How do you creep out a clown? Pet him softly and call him kitty kat while making a guttural sound that is not socially acceptable in mainstream American society.

Whats the difference between a muslim and a christian? They believe in different things.

Knock knock Who's there A girl scout A girl scout who? A girl scout trying to sell cookies to support her alcoholic parents who beat her

A black man, a chinese man, and a dog decide to have a race. Unfortunately, they are shot by a sniper on a roof while still in the planning stages.

What did the boy with no legs get for his birthday? Pants.

Q: What's black and white and red all over? A: Someone who just got stabbed to death reading the newspaper.

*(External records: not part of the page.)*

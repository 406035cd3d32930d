//! # Resource Index
//!
//! Persisted mapping of resource identity to kind and cache tier.
//!
//! The set lives behind a reader/writer lock. Every write re-serializes the
//! whole set to the key-value substrate; writes are rare next to lookups.
//! Substrate failures are logged and never propagate: losing the index only
//! costs a re-download.

use std::collections::HashSet;
use std::sync::Arc;

use parking_lot::RwLock;
use tracing::{debug, warn};
use url::Url;

use crate::resource::{CacheTier, ResourceIdentity, ResourceKind};
use crate::storage::{FileStore, KeyValueStore};

/// Namespace key of the serialized identity set
pub const INDEX_KEY: &str = "mediacache.resources";

pub struct ResourceIndex {
    entries: RwLock<HashSet<ResourceIdentity>>,
    // Held across the substrate write so snapshots land in mutation order.
    persist_lock: tokio::sync::Mutex<()>,
    kv: Arc<dyn KeyValueStore>,
    files: Arc<FileStore>,
}

impl ResourceIndex {
    /// Load the index from `kv`, starting empty if it is missing or unreadable.
    ///
    /// Memory-tier entries cannot outlive the process that created them and
    /// are dropped here.
    pub async fn load(kv: Arc<dyn KeyValueStore>, files: Arc<FileStore>) -> Self {
        let entries = match kv.get(INDEX_KEY).await {
            Ok(Some(bytes)) => match serde_json::from_slice::<Vec<ResourceIdentity>>(&bytes) {
                Ok(list) => list
                    .into_iter()
                    .filter(|identity| identity.tier == CacheTier::Disk)
                    .collect(),
                Err(e) => {
                    warn!(error = %e, "Resource index is corrupt, starting empty");
                    HashSet::new()
                }
            },
            Ok(None) => HashSet::new(),
            Err(e) => {
                warn!(error = %e, "Failed to load resource index, starting empty");
                HashSet::new()
            }
        };

        debug!(count = entries.len(), "Loaded resource index");
        Self {
            entries: RwLock::new(entries),
            persist_lock: tokio::sync::Mutex::new(()),
            kv,
            files,
        }
    }

    async fn persist(&self, snapshot: Vec<ResourceIdentity>) {
        let bytes = match serde_json::to_vec(&snapshot) {
            Ok(bytes) => bytes,
            Err(e) => {
                warn!(error = %e, "Failed to serialize resource index");
                return;
            }
        };
        if let Err(e) = self.kv.set(INDEX_KEY, &bytes).await {
            warn!(error = %e, "Failed to persist resource index");
        }
    }

    pub fn lookup(&self, url: &Url) -> Option<ResourceIdentity> {
        self.entries.read().get(url.as_str()).cloned()
    }

    /// Insert or replace the entry for the identity's URL
    pub async fn upsert(&self, identity: ResourceIdentity) {
        let _persist = self.persist_lock.lock().await;
        let snapshot = {
            let mut entries = self.entries.write();
            debug!(identity = %identity, "Recording resource");
            entries.replace(identity);
            entries.iter().cloned().collect()
        };
        self.persist(snapshot).await;
    }

    /// Remove the entry for `url`. Returns whether one existed.
    pub async fn remove(&self, url: &Url) -> bool {
        let _persist = self.persist_lock.lock().await;
        let snapshot = {
            let mut entries = self.entries.write();
            if !entries.remove(url.as_str()) {
                return false;
            }
            entries.iter().cloned().collect()
        };
        self.persist(snapshot).await;
        true
    }

    /// Remove every entry, or only those of `kind`. Returns the removed identities.
    pub async fn remove_all(&self, kind: Option<ResourceKind>) -> Vec<ResourceIdentity> {
        let _persist = self.persist_lock.lock().await;
        let (removed, snapshot) = {
            let mut entries = self.entries.write();
            let (removed, kept): (Vec<_>, Vec<_>) = entries
                .drain()
                .partition(|identity| kind.is_none_or(|k| identity.kind == k));
            entries.extend(kept);
            let snapshot: Vec<ResourceIdentity> = entries.iter().cloned().collect();
            (removed, snapshot)
        };
        if !removed.is_empty() {
            self.persist(snapshot).await;
        }
        removed
    }

    pub fn entries(&self) -> Vec<ResourceIdentity> {
        self.entries.read().iter().cloned().collect()
    }

    pub fn len(&self) -> usize {
        self.entries.read().len()
    }

    pub fn is_empty(&self) -> bool {
        self.entries.read().is_empty()
    }

    /// Whether `url` is indexed and its bytes are actually present.
    ///
    /// Disk entries are checked against the file store; a missing or
    /// zero-byte file removes both the file and the entry.
    pub async fn exists_and_valid(&self, url: &Url) -> bool {
        let Some(identity) = self.lookup(url) else {
            return false;
        };

        match identity.tier {
            CacheTier::Disk => {
                if self.files.info(url, identity.kind).await.is_some() {
                    true
                } else {
                    warn!(url = %url, "Indexed file is missing or empty, dropping entry");
                    self.files.delete(url, identity.kind).await;
                    self.remove(url).await;
                    false
                }
            }
            // The memory cache owner revalidates these.
            CacheTier::Memory => true,
            CacheTier::None => false,
        }
    }
}

#[cfg(test)]
mod tests {
    use super::*;
    use crate::error::{CacheError, Result};
    use crate::storage::MemoryKvStore;
    use tempfile::TempDir;

    struct FailingKv;

    #[async_trait::async_trait]
    impl KeyValueStore for FailingKv {
        async fn get(&self, _key: &str) -> Result<Option<Vec<u8>>> {
            Err(CacheError::Persistence("substrate offline".into()))
        }
        async fn set(&self, _key: &str, _value: &[u8]) -> Result<()> {
            Err(CacheError::Persistence("substrate offline".into()))
        }
        async fn remove(&self, _key: &str) -> Result<()> {
            Ok(())
        }
        async fn keys(&self, _prefix: &str) -> Result<Vec<String>> {
            Ok(Vec::new())
        }
    }

    fn url(s: &str) -> Url {
        Url::parse(s).unwrap()
    }

    async fn files() -> (TempDir, Arc<FileStore>) {
        let dir = TempDir::new().unwrap();
        let files = FileStore::open(dir.path()).await.unwrap();
        (dir, Arc::new(files))
    }

    #[tokio::test]
    async fn test_upsert_updates_tier_in_place_and_persists() {
        let (_dir, files) = files().await;
        let kv: Arc<dyn KeyValueStore> = Arc::new(MemoryKvStore::new());
        let index = ResourceIndex::load(kv.clone(), files.clone()).await;
        let u = url("https://x/a.mp4");

        index.upsert(ResourceIdentity::new(u.as_str(), ResourceKind::Video, CacheTier::Memory)).await;
        index.upsert(ResourceIdentity::new(u.as_str(), ResourceKind::Video, CacheTier::Disk)).await;
        assert_eq!(index.len(), 1);
        assert_eq!(index.lookup(&u).unwrap().tier, CacheTier::Disk);

        let reloaded = ResourceIndex::load(kv, files).await;
        assert_eq!(reloaded.lookup(&u).unwrap().tier, CacheTier::Disk);
    }

    #[tokio::test]
    async fn test_memory_entries_do_not_survive_reload() {
        let (_dir, files) = files().await;
        let kv: Arc<dyn KeyValueStore> = Arc::new(MemoryKvStore::new());
        let index = ResourceIndex::load(kv.clone(), files.clone()).await;
        index.upsert(ResourceIdentity::new("https://x/m.jpg", ResourceKind::Image, CacheTier::Memory)).await;
        index.upsert(ResourceIdentity::new("https://x/d.jpg", ResourceKind::Image, CacheTier::Disk)).await;

        let reloaded = ResourceIndex::load(kv, files).await;
        assert!(reloaded.lookup(&url("https://x/m.jpg")).is_none());
        assert!(reloaded.lookup(&url("https://x/d.jpg")).is_some());
    }

    #[tokio::test]
    async fn test_remove_all_by_kind() {
        let (_dir, files) = files().await;
        let index = ResourceIndex::load(Arc::new(MemoryKvStore::new()), files).await;
        index.upsert(ResourceIdentity::new("https://x/a.mp4", ResourceKind::Video, CacheTier::Disk)).await;
        index.upsert(ResourceIdentity::new("https://x/b.jpg", ResourceKind::Image, CacheTier::Disk)).await;

        let removed = index.remove_all(Some(ResourceKind::Image)).await;
        assert_eq!(removed.len(), 1);
        assert_eq!(removed[0].source_url, "https://x/b.jpg");
        assert_eq!(index.len(), 1);

        index.remove_all(None).await;
        assert!(index.is_empty());
    }

    #[tokio::test]
    async fn test_exists_and_valid_self_heals_zero_byte_file() {
        let (_dir, files) = files().await;
        let index = ResourceIndex::load(Arc::new(MemoryKvStore::new()), files.clone()).await;
        let u = url("https://x/a.mp4");
        let path = files.path_for(&u, ResourceKind::Video, None);
        std::fs::write(&path, b"").unwrap();
        index.upsert(ResourceIdentity::new(u.as_str(), ResourceKind::Video, CacheTier::Disk)).await;

        assert!(!index.exists_and_valid(&u).await);
        assert!(!path.exists());
        assert!(index.lookup(&u).is_none());
    }

    #[tokio::test]
    async fn test_exists_and_valid_with_real_file() {
        let (_dir, files) = files().await;
        let index = ResourceIndex::load(Arc::new(MemoryKvStore::new()), files.clone()).await;
        let u = url("https://x/a.mp4");
        files.write_bytes(&u, ResourceKind::Video, b"data").await.unwrap();
        index.upsert(ResourceIdentity::new(u.as_str(), ResourceKind::Video, CacheTier::Disk)).await;

        assert!(index.exists_and_valid(&u).await);
        assert!(!index.exists_and_valid(&url("https://x/other.mp4")).await);
    }

    #[tokio::test]
    async fn test_substrate_failures_degrade_to_empty_index() {
        let (_dir, files) = files().await;
        let index = ResourceIndex::load(Arc::new(FailingKv), files).await;
        assert!(index.is_empty());

        // Writes still update the in-memory set
        index.upsert(ResourceIdentity::new("https://x/a.mp4", ResourceKind::Video, CacheTier::Disk)).await;
        assert_eq!(index.len(), 1);
    }

    #[tokio::test(flavor = "multi_thread", worker_threads = 4)]
    async fn test_concurrent_upserts_all_persisted() {
        let (_dir, files) = files().await;
        let kv: Arc<dyn KeyValueStore> = Arc::new(MemoryKvStore::new());
        let index = Arc::new(ResourceIndex::load(kv.clone(), files.clone()).await);

        let writers: Vec<_> = (0..16)
            .map(|i| {
                let index = index.clone();
                tokio::spawn(async move {
                    let url = format!("https://x/{i}.jpg");
                    index
                        .upsert(ResourceIdentity::new(&url, ResourceKind::Image, CacheTier::Disk))
                        .await;
                })
            })
            .collect();
        for writer in writers {
            writer.await.unwrap();
        }

        let reloaded = ResourceIndex::load(kv, files).await;
        assert_eq!(reloaded.len(), 16);
    }
}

Q: Why did the 10 year old squirt his dad with the water hose? A: What to year old WOULDN'T?

a teacher walked into a bar and when he walked out he went to his car and proceeded to take notes about the bible, not realising he's supposed to be writing notes from his English book... he's dyslexic and got punched in the eye while he was in the bar; did i mention he doesn't drink?

"Spell 'horse'" "H-O-U-Z-E" "No, that's incorrect. You failed the spelling test, you stupid fool."

What's worse than having a gay friend? 9/11.

Why did the baby die? Because you had sex with it when it was only 1 years old.

How many licks does it take to get to the center of a tootsie pop? 9,405 licks (this may not be reliable I lost count since I kinda just bit it)

All of these jokes suck; so I just made one that equally sucks!

A guy walks into a bar. He must have been blind or something.

What did the pc say to the Mac? You suck

How do you kill a dumb blonde? Personally, I love stabbing them.

Q: Why did Susie fall off the swing? A: She had no arms Knock Knock Who's there? Not Susie.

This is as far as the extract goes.